#### DATA RECORDS
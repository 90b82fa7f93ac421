//! Provider‑agnostic LLM and embedding integration for Crosscheck.
//!
//! This crate exposes the capability traits the verification engine is
//! written against: [`traits::LlmClient`] for generation (claim extraction,
//! entailment classification) and [`traits::EmbeddingClient`] for batch text
//! embeddings. It also provides concrete provider implementations for
//! OpenAI and Ollama, and a convenience function that builds both
//! capabilities from a [`crosscheck_common::ProviderConfig`].
//!
//! # Examples
//! ```no_run
//! use crosscheck_common::{ProviderConfig, Result};
//! use crosscheck_llm::providers_from_config;
//!
//! # #[tokio::main]
//! # async fn main() -> Result<()> {
//! let cfg = ProviderConfig::default();
//! let providers = providers_from_config(&cfg).await?;
//! assert!(!providers.llm.model_name().is_empty());
//! # Ok(())
//! # }
//! ```
pub mod ollama;
pub mod openai;
pub mod traits;

use crosscheck_common::{CrosscheckError, ProviderConfig};
use ollama::OllamaClient;
use openai::OpenAiClient;
use std::sync::Arc;
use traits::{EmbeddingClient, LlmClient};

/// Default model recommendations for verification tasks
pub const DEFAULT_OLLAMA_MODEL: &str = "llama3.2:3b";
pub const DEFAULT_OLLAMA_EMBED_MODEL: &str = "nomic-embed-text";
pub const DEFAULT_OPENAI_MODEL: &str = "gpt-4o-mini";
pub const DEFAULT_OPENAI_EMBED_MODEL: &str = "text-embedding-3-small";

/// The two capability handles the verification engine needs.
#[derive(Clone)]
pub struct Providers {
    pub llm: Arc<dyn LlmClient>,
    pub embeddings: Arc<dyn EmbeddingClient>,
}

/// Build provider clients from configuration (probing local servers where
/// the provider requires it).
pub async fn providers_from_config(
    config: &ProviderConfig,
) -> crosscheck_common::Result<Providers> {
    match config {
        ProviderConfig::Ollama {
            base_url,
            model,
            embed_model,
        } => {
            let client = Arc::new(
                OllamaClient::new(base_url.clone(), model.clone(), embed_model.clone()).await?,
            );
            Ok(Providers {
                llm: client.clone(),
                embeddings: client,
            })
        }
        ProviderConfig::OpenAi {
            api_key,
            model,
            embed_model,
            base_url,
        } => {
            let client = match base_url {
                Some(base) => Arc::new(OpenAiClient::with_base_url(
                    api_key.clone(),
                    model.clone(),
                    embed_model.clone(),
                    base,
                )?),
                None => Arc::new(OpenAiClient::new(
                    api_key.clone(),
                    model.clone(),
                    embed_model.clone(),
                )?),
            };
            Ok(Providers {
                llm: client.clone(),
                embeddings: client,
            })
        }
        ProviderConfig::None => Err(CrosscheckError::Config(
            "No provider configured".to_string(),
        )),
    }
}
########
* [BRIEF]: Scan the listing for the string "text", then copy every line where it appears.

* [WRITTEN RESPONSE]:
//! entailment classification) and [`traits::EmbeddingClient`] for batch text
pub const DEFAULT_OLLAMA_EMBED_MODEL: &str = "nomic-embed-text";
pub const DEFAULT_OPENAI_EMBED_MODEL: &str = "text-embedding-3-small";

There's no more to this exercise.